• _Input records_
-*-

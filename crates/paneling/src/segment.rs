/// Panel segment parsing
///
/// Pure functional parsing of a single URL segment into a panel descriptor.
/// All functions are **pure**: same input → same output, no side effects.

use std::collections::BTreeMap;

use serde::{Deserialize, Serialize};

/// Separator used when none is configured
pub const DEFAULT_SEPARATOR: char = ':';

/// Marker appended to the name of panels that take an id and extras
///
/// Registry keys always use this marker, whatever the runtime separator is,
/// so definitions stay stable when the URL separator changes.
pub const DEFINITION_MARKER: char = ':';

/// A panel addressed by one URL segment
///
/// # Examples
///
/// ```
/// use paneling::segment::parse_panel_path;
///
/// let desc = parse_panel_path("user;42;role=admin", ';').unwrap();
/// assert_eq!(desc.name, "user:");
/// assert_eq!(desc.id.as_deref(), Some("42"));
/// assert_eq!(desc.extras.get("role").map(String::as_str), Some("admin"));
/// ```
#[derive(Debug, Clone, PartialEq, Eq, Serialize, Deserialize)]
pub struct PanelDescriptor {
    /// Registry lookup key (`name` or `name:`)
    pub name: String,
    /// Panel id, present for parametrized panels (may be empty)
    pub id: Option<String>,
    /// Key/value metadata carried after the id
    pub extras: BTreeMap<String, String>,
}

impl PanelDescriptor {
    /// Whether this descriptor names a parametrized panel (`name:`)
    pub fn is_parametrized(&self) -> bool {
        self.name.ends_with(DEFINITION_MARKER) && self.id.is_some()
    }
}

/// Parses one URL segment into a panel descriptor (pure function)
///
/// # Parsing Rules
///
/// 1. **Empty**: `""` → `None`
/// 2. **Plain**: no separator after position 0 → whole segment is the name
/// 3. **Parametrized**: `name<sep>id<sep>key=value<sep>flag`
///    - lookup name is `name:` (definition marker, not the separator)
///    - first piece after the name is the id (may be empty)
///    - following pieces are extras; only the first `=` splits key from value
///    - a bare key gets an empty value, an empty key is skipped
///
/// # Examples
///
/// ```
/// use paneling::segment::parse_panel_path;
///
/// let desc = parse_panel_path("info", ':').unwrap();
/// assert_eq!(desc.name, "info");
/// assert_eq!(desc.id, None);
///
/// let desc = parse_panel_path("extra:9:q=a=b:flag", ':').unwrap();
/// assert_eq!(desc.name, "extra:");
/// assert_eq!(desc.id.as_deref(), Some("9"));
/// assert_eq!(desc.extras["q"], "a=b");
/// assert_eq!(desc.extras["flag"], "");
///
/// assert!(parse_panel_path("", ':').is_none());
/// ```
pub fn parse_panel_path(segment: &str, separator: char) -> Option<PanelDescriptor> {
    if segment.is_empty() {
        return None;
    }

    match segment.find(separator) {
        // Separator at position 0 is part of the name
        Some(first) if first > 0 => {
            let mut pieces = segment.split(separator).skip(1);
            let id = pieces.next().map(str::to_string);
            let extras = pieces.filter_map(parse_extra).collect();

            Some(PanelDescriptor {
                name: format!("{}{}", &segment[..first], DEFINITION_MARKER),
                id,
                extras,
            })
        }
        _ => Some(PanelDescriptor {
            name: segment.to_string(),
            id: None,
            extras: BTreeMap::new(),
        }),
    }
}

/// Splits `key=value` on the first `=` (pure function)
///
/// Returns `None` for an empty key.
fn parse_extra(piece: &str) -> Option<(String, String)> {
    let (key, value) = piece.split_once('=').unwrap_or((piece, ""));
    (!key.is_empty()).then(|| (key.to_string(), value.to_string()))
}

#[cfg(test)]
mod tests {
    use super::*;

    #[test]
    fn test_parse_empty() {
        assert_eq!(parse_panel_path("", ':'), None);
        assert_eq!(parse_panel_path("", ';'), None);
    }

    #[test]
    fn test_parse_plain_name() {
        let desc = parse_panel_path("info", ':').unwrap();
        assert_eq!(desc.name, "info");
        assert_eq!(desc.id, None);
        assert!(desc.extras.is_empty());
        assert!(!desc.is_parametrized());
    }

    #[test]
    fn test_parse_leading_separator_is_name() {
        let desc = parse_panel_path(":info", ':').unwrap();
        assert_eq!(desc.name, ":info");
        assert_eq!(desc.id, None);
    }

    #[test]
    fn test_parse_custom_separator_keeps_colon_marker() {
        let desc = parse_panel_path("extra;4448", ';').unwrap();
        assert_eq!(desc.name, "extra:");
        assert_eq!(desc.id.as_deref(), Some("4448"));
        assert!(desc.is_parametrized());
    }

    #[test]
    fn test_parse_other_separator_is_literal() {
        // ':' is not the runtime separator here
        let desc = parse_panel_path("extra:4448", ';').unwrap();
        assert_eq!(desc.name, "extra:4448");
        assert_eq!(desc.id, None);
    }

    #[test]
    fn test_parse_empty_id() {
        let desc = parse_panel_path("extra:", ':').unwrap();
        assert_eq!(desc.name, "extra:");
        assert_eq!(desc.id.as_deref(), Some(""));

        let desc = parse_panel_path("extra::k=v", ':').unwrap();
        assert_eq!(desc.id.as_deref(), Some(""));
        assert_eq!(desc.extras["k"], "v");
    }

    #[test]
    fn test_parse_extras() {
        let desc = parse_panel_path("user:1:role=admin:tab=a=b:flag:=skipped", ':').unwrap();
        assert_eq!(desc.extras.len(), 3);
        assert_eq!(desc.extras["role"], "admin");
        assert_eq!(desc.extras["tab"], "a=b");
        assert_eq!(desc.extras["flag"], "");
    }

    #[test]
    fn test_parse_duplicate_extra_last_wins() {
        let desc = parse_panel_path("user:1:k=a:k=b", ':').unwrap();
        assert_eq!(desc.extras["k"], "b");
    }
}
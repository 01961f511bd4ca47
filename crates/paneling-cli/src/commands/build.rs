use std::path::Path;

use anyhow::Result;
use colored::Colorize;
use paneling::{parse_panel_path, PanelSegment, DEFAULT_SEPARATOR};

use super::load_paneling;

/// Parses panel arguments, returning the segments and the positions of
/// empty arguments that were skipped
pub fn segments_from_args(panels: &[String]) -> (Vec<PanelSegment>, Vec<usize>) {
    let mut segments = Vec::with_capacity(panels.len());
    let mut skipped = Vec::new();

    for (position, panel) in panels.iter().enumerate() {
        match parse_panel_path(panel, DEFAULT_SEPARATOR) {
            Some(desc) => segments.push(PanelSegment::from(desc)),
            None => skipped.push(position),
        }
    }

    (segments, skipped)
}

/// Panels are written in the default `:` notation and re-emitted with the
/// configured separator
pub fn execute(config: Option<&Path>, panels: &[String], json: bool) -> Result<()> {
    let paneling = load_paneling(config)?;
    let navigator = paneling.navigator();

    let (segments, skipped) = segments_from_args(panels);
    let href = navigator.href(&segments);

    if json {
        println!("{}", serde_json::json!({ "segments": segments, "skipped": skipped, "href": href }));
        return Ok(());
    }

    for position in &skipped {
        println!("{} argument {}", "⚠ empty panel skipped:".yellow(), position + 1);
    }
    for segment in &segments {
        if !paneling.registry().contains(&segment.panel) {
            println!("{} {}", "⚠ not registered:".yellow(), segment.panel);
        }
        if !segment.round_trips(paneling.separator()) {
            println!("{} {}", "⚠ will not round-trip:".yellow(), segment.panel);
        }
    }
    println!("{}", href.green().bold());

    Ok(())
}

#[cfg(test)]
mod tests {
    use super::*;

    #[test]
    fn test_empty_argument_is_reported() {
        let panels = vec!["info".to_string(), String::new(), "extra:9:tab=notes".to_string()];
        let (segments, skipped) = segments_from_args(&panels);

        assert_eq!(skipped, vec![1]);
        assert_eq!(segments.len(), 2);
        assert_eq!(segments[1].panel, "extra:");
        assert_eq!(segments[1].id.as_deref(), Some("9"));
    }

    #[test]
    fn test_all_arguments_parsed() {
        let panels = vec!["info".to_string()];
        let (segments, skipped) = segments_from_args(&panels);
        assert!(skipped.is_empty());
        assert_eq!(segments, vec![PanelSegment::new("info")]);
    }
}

-*-

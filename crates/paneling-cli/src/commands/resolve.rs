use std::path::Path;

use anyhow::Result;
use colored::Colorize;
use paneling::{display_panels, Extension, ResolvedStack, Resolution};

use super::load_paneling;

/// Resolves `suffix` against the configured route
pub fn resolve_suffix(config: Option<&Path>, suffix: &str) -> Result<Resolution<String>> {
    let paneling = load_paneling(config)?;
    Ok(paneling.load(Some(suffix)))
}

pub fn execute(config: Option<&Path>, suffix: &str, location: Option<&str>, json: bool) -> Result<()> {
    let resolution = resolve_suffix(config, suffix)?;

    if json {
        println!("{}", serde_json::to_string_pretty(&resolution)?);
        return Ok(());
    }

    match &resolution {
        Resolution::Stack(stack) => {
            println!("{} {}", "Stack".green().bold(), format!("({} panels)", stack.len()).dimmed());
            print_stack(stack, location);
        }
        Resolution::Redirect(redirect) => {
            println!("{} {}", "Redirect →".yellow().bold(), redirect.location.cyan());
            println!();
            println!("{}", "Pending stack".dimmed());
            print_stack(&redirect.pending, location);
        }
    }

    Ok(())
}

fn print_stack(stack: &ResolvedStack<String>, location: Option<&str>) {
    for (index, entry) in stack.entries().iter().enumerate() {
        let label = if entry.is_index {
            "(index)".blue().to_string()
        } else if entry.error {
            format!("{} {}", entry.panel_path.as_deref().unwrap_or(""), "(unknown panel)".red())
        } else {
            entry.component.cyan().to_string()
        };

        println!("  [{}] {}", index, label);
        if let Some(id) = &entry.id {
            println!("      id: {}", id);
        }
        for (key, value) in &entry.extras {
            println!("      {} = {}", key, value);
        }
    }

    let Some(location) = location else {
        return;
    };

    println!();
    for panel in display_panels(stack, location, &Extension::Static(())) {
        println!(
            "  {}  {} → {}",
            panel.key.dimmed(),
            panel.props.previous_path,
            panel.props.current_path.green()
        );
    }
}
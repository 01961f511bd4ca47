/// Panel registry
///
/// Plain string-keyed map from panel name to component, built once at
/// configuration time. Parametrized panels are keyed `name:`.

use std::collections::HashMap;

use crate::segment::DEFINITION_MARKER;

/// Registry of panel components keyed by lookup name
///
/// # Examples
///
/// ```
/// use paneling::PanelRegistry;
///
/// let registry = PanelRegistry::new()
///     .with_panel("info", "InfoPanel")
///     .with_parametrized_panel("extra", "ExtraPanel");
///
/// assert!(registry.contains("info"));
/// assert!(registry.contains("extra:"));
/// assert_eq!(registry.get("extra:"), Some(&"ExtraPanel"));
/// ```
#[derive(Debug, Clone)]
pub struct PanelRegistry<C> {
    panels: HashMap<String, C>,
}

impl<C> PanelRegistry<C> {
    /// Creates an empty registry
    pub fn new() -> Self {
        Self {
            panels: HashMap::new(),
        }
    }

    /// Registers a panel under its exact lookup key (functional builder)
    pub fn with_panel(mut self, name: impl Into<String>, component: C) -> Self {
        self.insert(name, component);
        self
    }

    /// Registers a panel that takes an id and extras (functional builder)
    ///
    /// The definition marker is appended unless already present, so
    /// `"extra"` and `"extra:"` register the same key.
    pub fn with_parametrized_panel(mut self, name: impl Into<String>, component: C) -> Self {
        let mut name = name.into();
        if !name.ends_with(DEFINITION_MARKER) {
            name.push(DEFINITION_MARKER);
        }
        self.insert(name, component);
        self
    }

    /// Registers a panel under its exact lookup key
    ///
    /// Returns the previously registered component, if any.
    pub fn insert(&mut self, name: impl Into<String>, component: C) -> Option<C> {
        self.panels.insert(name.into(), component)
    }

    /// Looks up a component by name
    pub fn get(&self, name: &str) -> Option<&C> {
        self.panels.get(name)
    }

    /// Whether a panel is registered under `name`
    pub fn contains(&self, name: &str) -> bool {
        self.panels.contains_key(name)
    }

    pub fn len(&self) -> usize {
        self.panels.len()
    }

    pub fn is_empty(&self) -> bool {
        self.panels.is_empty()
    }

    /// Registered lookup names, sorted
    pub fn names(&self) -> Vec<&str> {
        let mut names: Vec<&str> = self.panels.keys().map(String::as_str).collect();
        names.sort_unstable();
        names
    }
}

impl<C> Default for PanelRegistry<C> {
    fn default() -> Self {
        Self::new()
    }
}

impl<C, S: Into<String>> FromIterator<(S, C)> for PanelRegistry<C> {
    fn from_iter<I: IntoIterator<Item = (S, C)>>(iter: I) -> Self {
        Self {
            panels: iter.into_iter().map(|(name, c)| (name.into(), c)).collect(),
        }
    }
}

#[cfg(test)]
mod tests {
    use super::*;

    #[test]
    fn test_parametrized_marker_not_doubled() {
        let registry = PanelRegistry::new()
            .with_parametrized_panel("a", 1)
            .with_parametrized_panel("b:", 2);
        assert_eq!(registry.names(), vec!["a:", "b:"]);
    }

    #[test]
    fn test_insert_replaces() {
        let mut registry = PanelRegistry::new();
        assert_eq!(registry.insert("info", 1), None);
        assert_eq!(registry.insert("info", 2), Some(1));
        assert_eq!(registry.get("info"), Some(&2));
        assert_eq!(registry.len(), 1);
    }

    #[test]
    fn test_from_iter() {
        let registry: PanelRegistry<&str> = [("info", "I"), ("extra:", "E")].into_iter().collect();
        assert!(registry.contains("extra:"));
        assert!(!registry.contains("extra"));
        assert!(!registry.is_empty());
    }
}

-*-

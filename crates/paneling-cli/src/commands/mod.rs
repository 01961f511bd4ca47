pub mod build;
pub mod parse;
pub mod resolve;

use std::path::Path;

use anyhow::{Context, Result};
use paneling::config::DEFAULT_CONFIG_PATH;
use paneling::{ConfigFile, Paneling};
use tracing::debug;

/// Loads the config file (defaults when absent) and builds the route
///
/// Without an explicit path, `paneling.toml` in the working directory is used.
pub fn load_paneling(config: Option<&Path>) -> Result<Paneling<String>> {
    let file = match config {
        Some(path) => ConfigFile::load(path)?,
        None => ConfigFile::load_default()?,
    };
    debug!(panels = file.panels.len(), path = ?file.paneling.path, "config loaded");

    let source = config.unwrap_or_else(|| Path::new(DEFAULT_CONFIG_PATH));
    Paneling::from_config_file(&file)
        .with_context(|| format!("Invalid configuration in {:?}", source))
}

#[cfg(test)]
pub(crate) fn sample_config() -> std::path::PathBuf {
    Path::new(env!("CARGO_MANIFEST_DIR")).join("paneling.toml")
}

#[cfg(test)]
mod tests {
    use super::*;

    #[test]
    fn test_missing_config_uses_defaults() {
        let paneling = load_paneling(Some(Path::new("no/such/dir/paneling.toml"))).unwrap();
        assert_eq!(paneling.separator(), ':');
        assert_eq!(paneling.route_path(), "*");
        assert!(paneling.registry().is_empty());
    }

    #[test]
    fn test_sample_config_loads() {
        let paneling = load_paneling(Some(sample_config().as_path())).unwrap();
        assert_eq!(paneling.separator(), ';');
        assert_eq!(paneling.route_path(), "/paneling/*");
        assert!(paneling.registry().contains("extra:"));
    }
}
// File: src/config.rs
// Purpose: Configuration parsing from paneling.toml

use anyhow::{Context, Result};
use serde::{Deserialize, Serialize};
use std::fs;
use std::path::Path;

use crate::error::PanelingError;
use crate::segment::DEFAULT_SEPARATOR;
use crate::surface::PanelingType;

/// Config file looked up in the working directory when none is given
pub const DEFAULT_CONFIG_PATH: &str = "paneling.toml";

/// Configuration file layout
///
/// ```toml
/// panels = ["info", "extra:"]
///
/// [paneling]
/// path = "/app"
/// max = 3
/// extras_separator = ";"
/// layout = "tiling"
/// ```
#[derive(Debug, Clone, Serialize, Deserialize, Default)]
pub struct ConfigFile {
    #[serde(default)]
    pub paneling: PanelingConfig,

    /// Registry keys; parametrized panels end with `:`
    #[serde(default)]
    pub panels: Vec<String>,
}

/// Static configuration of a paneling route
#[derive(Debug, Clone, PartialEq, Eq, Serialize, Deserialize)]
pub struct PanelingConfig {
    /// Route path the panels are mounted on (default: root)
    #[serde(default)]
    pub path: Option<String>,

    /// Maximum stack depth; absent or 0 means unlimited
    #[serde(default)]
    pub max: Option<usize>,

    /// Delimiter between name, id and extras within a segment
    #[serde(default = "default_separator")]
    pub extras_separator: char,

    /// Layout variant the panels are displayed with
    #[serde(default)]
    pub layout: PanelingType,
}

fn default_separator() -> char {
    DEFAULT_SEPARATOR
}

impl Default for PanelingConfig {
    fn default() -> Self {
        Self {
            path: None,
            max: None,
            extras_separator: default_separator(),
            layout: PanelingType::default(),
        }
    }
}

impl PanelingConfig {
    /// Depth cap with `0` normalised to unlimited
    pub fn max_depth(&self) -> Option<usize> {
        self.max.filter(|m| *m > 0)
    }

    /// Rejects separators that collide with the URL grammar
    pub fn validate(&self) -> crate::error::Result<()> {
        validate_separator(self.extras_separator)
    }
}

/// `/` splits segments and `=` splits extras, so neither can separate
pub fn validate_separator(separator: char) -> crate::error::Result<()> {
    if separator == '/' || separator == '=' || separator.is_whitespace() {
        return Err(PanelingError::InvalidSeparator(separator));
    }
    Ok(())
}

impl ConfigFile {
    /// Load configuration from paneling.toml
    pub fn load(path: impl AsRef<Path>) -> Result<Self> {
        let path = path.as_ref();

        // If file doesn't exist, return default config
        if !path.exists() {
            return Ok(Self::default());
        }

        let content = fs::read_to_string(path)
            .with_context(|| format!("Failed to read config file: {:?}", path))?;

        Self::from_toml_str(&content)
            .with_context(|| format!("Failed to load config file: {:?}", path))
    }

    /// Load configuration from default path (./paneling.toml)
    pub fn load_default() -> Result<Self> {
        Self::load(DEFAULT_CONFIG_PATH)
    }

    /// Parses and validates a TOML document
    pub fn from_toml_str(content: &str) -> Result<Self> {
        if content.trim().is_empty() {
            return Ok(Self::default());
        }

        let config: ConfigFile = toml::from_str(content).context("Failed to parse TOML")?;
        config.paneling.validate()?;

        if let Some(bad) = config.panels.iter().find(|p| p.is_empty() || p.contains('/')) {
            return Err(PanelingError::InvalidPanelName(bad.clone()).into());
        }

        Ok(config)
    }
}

-*-

• _Exercise objective_
Copy out only the lines of the records above from the one with "filename crates/paneling/src/segment.rs" through the one with "Whether this descriptor", exactly as they stand, both included.

• _Completed task_
filename crates/paneling/src/segment.rs
/// Panel segment parsing
///
/// Pure functional parsing of a single URL segment into a panel descriptor.
/// All functions are **pure**: same input → same output, no side effects.

use std::collections::BTreeMap;

use serde::{Deserialize, Serialize};

/// Separator used when none is configured
pub const DEFAULT_SEPARATOR: char = ':';

/// Marker appended to the name of panels that take an id and extras
///
/// Registry keys always use this marker, whatever the runtime separator is,
/// so definitions stay stable when the URL separator changes.
pub const DEFINITION_MARKER: char = ':';

/// A panel addressed by one URL segment
///
/// # Examples
///
/// ```
/// use paneling::segment::parse_panel_path;
///
/// let desc = parse_panel_path("user;42;role=admin", ';').unwrap();
/// assert_eq!(desc.name, "user:");
/// assert_eq!(desc.id.as_deref(), Some("42"));
/// assert_eq!(desc.extras.get("role").map(String::as_str), Some("admin"));
/// ```
#[derive(Debug, Clone, PartialEq, Eq, Serialize, Deserialize)]
pub struct PanelDescriptor {
    /// Registry lookup key (`name` or `name:`)
    pub name: String,
    /// Panel id, present for parametrized panels (may be empty)
    pub id: Option<String>,
    /// Key/value metadata carried after the id
    pub extras: BTreeMap<String, String>,
}

impl PanelDescriptor {
    /// Whether this descriptor names a parametrized panel (`name:`)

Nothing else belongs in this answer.